| Jan 08, 2014


It has been a complex and sometimes controversial process getting a new school built for Central and North Frontenac residents, and along the way there have probably been a number of miss steps, some of which have been identified by this newspaper.

In the end, however, a $15 million building project has been completed in Sharbot Lake by the Limestone District School Board (LDSB), and the northern part of Frontenac County has received its biggest boost in at least 20 years.

By investing in this community, the trustees and staff at the board office of the LDSB have more than lived up to their commitment towards the rural community they serve, and they should be given credit for that.

The one person who has probably received the most grief from the public over the project is the local trustee, Ann Goodfellow

As part of the process that led to the building of the new school, Ann Goodfellow ended up working through the closing of Hinchinbrook Public School, which was where her own children attended elementary school and where her school board career started as a member of the parent council. She has taken her share of heat for that, and for the location and name of the new school. All of her work, including the backroom arguing and cajoling it took for her to convince her school board colleagues that this least populated part of the LDSB’s jurisdiction deserved its full attention, was integral to bringing the new school to fruition.

Ann Goodfellow stayed on as trustee to make sure it happened, and she certainly was a pretty happy camper on the opening day of the school, deservedly so.

The students who make use of the improved facility will benefit from her efforts and those of her colleagues at the board and the teachers, staff and administration of the schools that have joined together at Granite Ridge.

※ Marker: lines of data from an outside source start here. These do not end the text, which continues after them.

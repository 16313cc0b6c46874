//! Source materials as authored on the pieces, before deduplication.

use std::sync::Arc;

use log::warn;

#[derive(Clone, Copy, Debug, Default, PartialEq, Eq, Hash)]
pub enum TransparencyMode {
    #[default]
    Opaque,
    AlphaTest,
    AlphaBlend,
    AlphaTestAndBlend,
}

impl TransparencyMode {

    pub fn alpha_test(self) -> bool {
        matches!(self, Self::AlphaTest | Self::AlphaTestAndBlend)
    }

    pub fn blends(self) -> bool {
        matches!(self, Self::AlphaBlend | Self::AlphaTestAndBlend)
    }
}

/// Where the image of a texture map comes from.
///
/// Two references show the same image when their URLs match, or, if neither
/// has a URL, when they share the very same byte buffer. Equal bytes in two
/// different buffers are different images.
#[derive(Clone, Debug)]
pub enum TextureRef {
    Url(String),
    Buffer(Arc<[u8]>),
}

impl TextureRef {
    pub fn same_image(&self, other: &TextureRef) -> bool {
        match (self, other) {
            (TextureRef::Url(a), TextureRef::Url(b)) => a == b,
            (TextureRef::Buffer(a), TextureRef::Buffer(b)) => Arc::ptr_eq(a, b),
            _ => false,
        }
    }

    fn has_identity(&self) -> bool {
        match self {
            TextureRef::Url(url) => !url.is_empty(),
            TextureRef::Buffer(_) => true,
        }
    }
}

fn same_slot(a: &Option<TextureRef>, b: &Option<TextureRef>) -> bool {
    match (a, b) {
        (None, None) => true,
        (Some(a), Some(b)) => a.same_image(b),
        _ => false,
    }
}

/// The texture maps a material may bind.
#[derive(Clone, Debug, Default)]
pub struct MaterialTextures {
    pub albedo: Option<TextureRef>,
    pub bump: Option<TextureRef>,
    pub emissive: Option<TextureRef>,
    pub ambient: Option<TextureRef>,
    pub metallic: Option<TextureRef>,
    pub opacity: Option<TextureRef>,
}

impl MaterialTextures {
    /// Drops references that carry no image identity (an empty URL).
    pub fn sanitized(mut self, material: &str) -> Self {
        for (slot, texture) in [
            ("albedo", &mut self.albedo),
            ("bump", &mut self.bump),
            ("emissive", &mut self.emissive),
            ("ambient", &mut self.ambient),
            ("metallic", &mut self.metallic),
            ("opacity", &mut self.opacity),
        ] {
            if texture.as_ref().is_some_and(|t| !t.has_identity()) {
                warn!("{} texture of material {:?} has no image source, ignoring it", slot, material);
                *texture = None;
            }
        }
        self
    }

    pub fn same_images(&self, other: &MaterialTextures) -> bool {
        same_slot(&self.albedo, &other.albedo)
            && same_slot(&self.bump, &other.bump)
            && same_slot(&self.emissive, &other.emissive)
            && same_slot(&self.ambient, &other.ambient)
            && same_slot(&self.metallic, &other.metallic)
            && same_slot(&self.opacity, &other.opacity)
    }
}

#[derive(Clone, Debug)]
pub struct Material {
    pub name: String,
    pub transparency: TransparencyMode,
    pub alpha: f32,
    pub alpha_cutoff: f32,
    pub metallic: f32,
    pub roughness: f32,
    pub albedo: [f32; 3],
    pub emissive: [f32; 3],
    pub emissive_intensity: f32,
    pub ambient: [f32; 3],
    pub textures: MaterialTextures,
}

impl Material {
    pub fn new(name: impl Into<String>) -> Self {
        Self {
            name: name.into(),
            transparency: TransparencyMode::Opaque,
            alpha: 1.0,
            alpha_cutoff: 0.4,
            metallic: 0.0,
            roughness: 1.0,
            albedo: [1.0, 1.0, 1.0],
            emissive: [0.0, 0.0, 0.0],
            emissive_intensity: 1.0,
            ambient: [0.0, 0.0, 0.0],
            textures: MaterialTextures::default(),
        }
    }

    /// Material for pieces that reference none.
    pub fn fallback() -> Self {
        Self {
            metallic: 1.0,
            roughness: 1.0,
            ..Self::new("default material")
        }
    }

    pub fn with_textures(mut self, textures: MaterialTextures) -> Self {
        self.textures = textures.sanitized(&self.name);
        self
    }

    /// Whether both materials can be drawn by the same combined program.
    pub fn same_group(&self, other: &Material) -> bool {
        self.transparency == other.transparency && self.textures.same_images(&other.textures)
    }

    /// Row of the material parameter table, as five vec3 slots.
    pub fn parameter_record(&self) -> [f32; MATERIAL_RECORD_LEN] {
        let [ar, ag, ab] = self.albedo;
        let [er, eg, eb] = self.emissive;
        let [mr, mg, mb] = self.ambient;
        [
            self.alpha,
            self.alpha_cutoff,
            0.0,
            self.metallic,
            self.roughness,
            self.emissive_intensity,
            ar,
            ag,
            ab,
            er,
            eg,
            eb,
            mr,
            mg,
            mb,
        ]
    }
}

/// Slots of a material parameter record.
pub const MATERIAL_RECORD_SLOTS: u32 = 5;
pub const MATERIAL_RECORD_LEN: usize = MATERIAL_RECORD_SLOTS as usize * 3;

#[derive(Clone, Copy, Debug, PartialEq, Eq, Hash, PartialOrd, Ord)]
pub struct MaterialId(pub(crate) usize);

impl MaterialId {
    pub fn index(self) -> usize {
        self.0
    }
}

/// All materials referenced by the pieces of a scene.
#[derive(Clone, Debug, Default)]
pub struct MaterialLibrary {
    materials: Vec<Material>,
}

impl MaterialLibrary {
    pub fn new() -> Self {
        Self::default()
    }

    pub fn add(&mut self, mut material: Material) -> MaterialId {
        material.textures = std::mem::take(&mut material.textures).sanitized(&material.name);
        self.materials.push(material);
        MaterialId(self.materials.len() - 1)
    }

    pub fn get(&self, id: MaterialId) -> Option<&Material> {
        self.materials.get(id.0)
    }

    pub fn get_mut(&mut self, id: MaterialId) -> Option<&mut Material> {
        self.materials.get_mut(id.0)
    }

    pub fn len(&self) -> usize {
        self.materials.len()
    }

    pub fn is_empty(&self) -> bool {
        self.materials.is_empty()
    }
}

The PARC process and aspects of the building project, and what ended up being a shambles of a naming process, all had their flaws, as we have sometimes gleefully pointed out.

As late as this past weekend, I admit I half expected the opening to be delayed, leaving students with nowhere to go to school this week.

All that aside, the LDSB came through and completed the building to the point where it is a functional school within 15 months of breaking ground, which is quite a feat.

It is now up to us in the surrounding community to figure how to use the new school as a catalyst for community revitalization.